The Levoy opened after an $8.5 million renovation restored the building to how it appeared during the 1920s. The theater opened despite some delays, including a partial collapse in January 2011 that caused much of the old building to crumble.
The theater opened during an annual craft and arts festival on High Street. Theater operators estimated that several hundred festivalgoers stopped to tour the Levoy’s lobby and mezzanine and buy tickets to future shows.
The fact that people were buying tickets was a relief to theater operators, who are under some pressure: City officials and High Street merchants contend the Levoy’s success is crucial to helping revive the downtown business district.
While it remains to be seen how that will work out, people who toured the Levoy and attended the opening night show said they were happy with what they saw.
“It’s so nice to see it open again,” Bridgeton resident Cindy Gates said.

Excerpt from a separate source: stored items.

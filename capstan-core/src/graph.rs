//! Stage graph utilities
//!
//! Topological ordering, ancestor/descendant traversal and ordered synthetic
//! insertion over an execution's stage DAG. The DAG is keyed by `ref_id` /
//! `requisite_stage_ref_ids`; synthetic stages hang off their parent via
//! `parent_stage_id` instead.

use std::collections::{BTreeSet, HashSet, VecDeque};
use thiserror::Error;

use crate::domain::execution::Execution;
use crate::domain::stage::{Stage, SyntheticStageOwner};

/// Error type for graph operations
#[derive(Debug, Error)]
pub enum GraphError {
    /// The stage set cannot be ordered: a cycle or a dangling requisite ref.
    #[error("invalid stage relationships found: {0}")]
    InvalidRelationships(String),
    /// A synthetic stage references a parent that is not in the stage set.
    #[error("parent stage '{0}' not found")]
    UnknownParent(String),
    /// Ad-hoc insertion is only valid for synthetic stages.
    #[error("stage '{0}' is not synthetic")]
    NotSynthetic(String),
}

/// Behavior descriptor for a stage type, supplied by an external registry.
pub trait StageDescriptor {
    fn stage_type(&self) -> &str;
}

/// External registry mapping a stage `type` string to its behavior
/// descriptor.
pub trait StageTypeRegistry {
    fn descriptor(&self, stage_type: &str) -> Option<&dyn StageDescriptor>;
}

/// Sorts top-level stages so that every stage appears after all stages in
/// its `requisite_stage_ref_ids`.
///
/// Synthetic stages (those with a `parent_stage_id`) are not part of the
/// user-authored DAG and are excluded. Independent branches keep their
/// input order, so the sort is stable for a given input.
pub fn topological_sort(stages: &[Stage]) -> Result<Vec<&Stage>, GraphError> {
    let mut unsorted: Vec<&Stage> = stages
        .iter()
        .filter(|s| s.parent_stage_id.is_none())
        .collect();
    let mut sorted = Vec::with_capacity(unsorted.len());
    let mut ref_ids: HashSet<&str> = HashSet::new();

    while !unsorted.is_empty() {
        let (ready, rest): (Vec<&Stage>, Vec<&Stage>) = unsorted.into_iter().partition(|s| {
            s.requisite_stage_ref_ids
                .iter()
                .all(|r| ref_ids.contains(r.as_str()))
        });

        if ready.is_empty() {
            let edges = rest
                .iter()
                .map(|s| {
                    format!(
                        "{:?}->{}",
                        s.requisite_stage_ref_ids,
                        s.ref_id.as_deref().unwrap_or("?")
                    )
                })
                .collect::<Vec<_>>()
                .join(", ");
            return Err(GraphError::InvalidRelationships(edges));
        }

        for stage in ready {
            if let Some(ref_id) = stage.ref_id.as_deref() {
                ref_ids.insert(ref_id);
            }
            sorted.push(stage);
        }
        unsorted = rest;
    }

    Ok(sorted)
}

/// All stages transitively required by `stage`, including the stage itself.
///
/// Ancestors include stages reachable via `requisite_stage_ref_ids`,
/// synthetic children of those stages, and (for a synthetic stage) its
/// parent chain, with STAGE_BEFORE siblings visited for a STAGE_AFTER stage.
pub fn ancestors<'a>(execution: &'a Execution, stage: &'a Stage) -> Vec<&'a Stage> {
    let mut visited: HashSet<String> = HashSet::with_capacity(execution.stages.len());
    let mut result = vec![stage];
    result.extend(ancestors_impl(execution, stage, &mut visited));
    result
}

/// [`ancestors`], with each stage paired with the descriptor registered for
/// its type, when one exists.
pub fn ancestors_with_descriptors<'a, 'r>(
    execution: &'a Execution,
    stage: &'a Stage,
    registry: &'r dyn StageTypeRegistry,
) -> Vec<(&'a Stage, Option<&'r dyn StageDescriptor>)> {
    ancestors(execution, stage)
        .into_iter()
        .map(|s| (s, registry.descriptor(&s.stage_type)))
        .collect()
}

fn ancestors_impl<'a>(
    execution: &'a Execution,
    stage: &'a Stage,
    visited: &mut HashSet<String>,
) -> Vec<&'a Stage> {
    if let Some(ref_id) = &stage.ref_id {
        visited.insert(ref_id.clone());
    }

    if !stage.requisite_stage_ref_ids.is_empty() {
        let previous: Vec<&Stage> = execution
            .stages
            .iter()
            .filter(|s| {
                s.ref_id
                    .as_ref()
                    .is_some_and(|r| stage.requisite_stage_ref_ids.contains(r))
            })
            .filter(|s| s.ref_id.as_ref().is_some_and(|r| !visited.contains(r)))
            .collect();
        let synthetic: Vec<&Stage> = execution
            .stages
            .iter()
            .filter(|s| {
                s.parent_stage_id
                    .as_ref()
                    .is_some_and(|p| previous.iter().any(|prev| &prev.id == p))
            })
            .collect();

        let mut result: Vec<&Stage> = Vec::new();
        result.extend(previous.iter().copied());
        result.extend(synthetic);
        for prev in previous {
            result.extend(ancestors_impl(execution, prev, visited));
        }
        result
    } else if let Some(parent_id) = &stage.parent_stage_id {
        if visited.contains(parent_id) {
            return Vec::new();
        }

        let mut result: Vec<&Stage> = Vec::new();
        if stage.synthetic_stage_owner == Some(SyntheticStageOwner::StageAfter) {
            result.extend(execution.stages.iter().filter(|s| {
                s.parent_stage_id.as_deref() == Some(parent_id.as_str())
                    && s.synthetic_stage_owner == Some(SyntheticStageOwner::StageBefore)
            }));
        }
        if let Some(parent) = execution.stages.iter().find(|s| &s.id == parent_id) {
            result.push(parent);
            result.extend(ancestors_impl(execution, parent, visited));
        }
        result
    } else {
        Vec::new()
    }
}

/// Stages directly downstream of `stage`: those whose requisites name its
/// `ref_id`.
pub fn downstream_stages<'a>(execution: &'a Execution, stage: &'a Stage) -> Vec<&'a Stage> {
    let Some(ref_id) = stage.ref_id.as_deref() else {
        return Vec::new();
    };
    execution
        .stages
        .iter()
        .filter(|s| s.requisite_stage_ref_ids.contains(ref_id))
        .collect()
}

/// Forward transitive closure: every stage downstream of `stage`, excluding
/// the stage itself.
pub fn all_downstream_stages<'a>(execution: &'a Execution, stage: &'a Stage) -> Vec<&'a Stage> {
    let mut children: Vec<&Stage> = Vec::new();
    let mut visited: HashSet<&str> = HashSet::new();
    let mut queue: VecDeque<&Stage> = VecDeque::new();

    queue.push_back(stage);
    let mut first = true;

    while let Some(current) = queue.pop_front() {
        if let Some(ref_id) = current.ref_id.as_deref() {
            if !visited.insert(ref_id) {
                continue;
            }
        }
        if !first {
            children.push(current);
        }
        first = false;

        for next in downstream_stages(execution, current) {
            if next.ref_id.as_deref().is_none_or(|r| !visited.contains(r)) {
                queue.push_back(next);
            }
        }
    }

    children
}

/// Downstream traversal plus extraction: applies `extract` to every stage
/// downstream of `stage` and concatenates the results.
pub fn collect_downstream<'a, T, F>(
    execution: &'a Execution,
    stage: &'a Stage,
    mut extract: F,
) -> Vec<T>
where
    F: FnMut(&'a Stage) -> Vec<T>,
{
    all_downstream_stages(execution, stage)
        .into_iter()
        .flat_map(|s| extract(s))
        .collect()
}

/// Stage types whose context carries deployment regions.
const DEPLOY_STAGE_TYPES: &[&str] = &["deploy", "canary", "createServerGroup", "cloneServerGroup"];

/// Union of all deployment regions referenced by downstream deploy and
/// canary stages.
pub fn downstream_deploy_regions(execution: &Execution, stage: &Stage) -> BTreeSet<String> {
    collect_downstream(execution, stage, |s| {
        if !DEPLOY_STAGE_TYPES.contains(&s.stage_type.as_str()) {
            return Vec::new();
        }
        let mut regions: Vec<String> = Vec::new();
        if let Some(list) = s.context.get("regions").and_then(|v| v.as_array()) {
            regions.extend(list.iter().filter_map(|v| v.as_str().map(String::from)));
        }
        if let Some(region) = s.context.get("region").and_then(|v| v.as_str()) {
            regions.push(region.to_string());
        }
        regions
    })
    .into_iter()
    .collect()
}

/// Inserts a synthetic stage into an in-memory stage list at the correct
/// position: STAGE_BEFORE immediately before its parent, STAGE_AFTER
/// immediately after. Returns the insertion index.
pub fn insert_synthetic_stage(stages: &mut Vec<Stage>, stage: Stage) -> Result<usize, GraphError> {
    let (Some(owner), Some(parent_id)) = (
        stage.synthetic_stage_owner,
        stage.parent_stage_id.clone(),
    ) else {
        return Err(GraphError::NotSynthetic(stage.id));
    };

    let parent_index = stages
        .iter()
        .position(|s| s.id == parent_id)
        .ok_or(GraphError::UnknownParent(parent_id))?;

    let index = match owner {
        SyntheticStageOwner::StageBefore => parent_index,
        SyntheticStageOwner::StageAfter => parent_index + 1,
    };
    stages.insert(index, stage);
    Ok(index)
}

The Levoy has a special meaning for Gates and her husband, Earl: They met at the theater while working there in 1973. They stocked the concession booth and swept the aisles between shows. Earl Gates said he used to climb a ladder to put the heavy metal letters onto the theater’s marquee.
They married in 1974.
“We would never have gotten together if it wasn’t for the Levoy,” Earl Gates said. “We’ve been together ever since.”
Earl Gates said Sunday was the first time he and his wife, who are both 55 and operate an auto repair business, were in the Levoy since it closed in 1974.
“We’re coming back,” he said. “We want to make this a part of our life again.”
Another local resident, Tina Benishek, said she used to attend matinees at the Levoy in her youth, and its reopening is something special.
“It’s just perfect for the city of Millville,” she said. “It is everything we dreamed it would be.”
Sunday’s reopening went off smoothly, theater operators said.
Theater volunteers gathered for a meeting at 3:30 p.m., about an hour before seating began. They took a final tour of the theater, were assigned duties and were reminded of key details, such as the locations of the bathrooms.
About the only glitch in the evening occurred while customers were being seated: The lights prematurely dimmed, making it hard for people to see in the balcony. That problem was quickly corrected.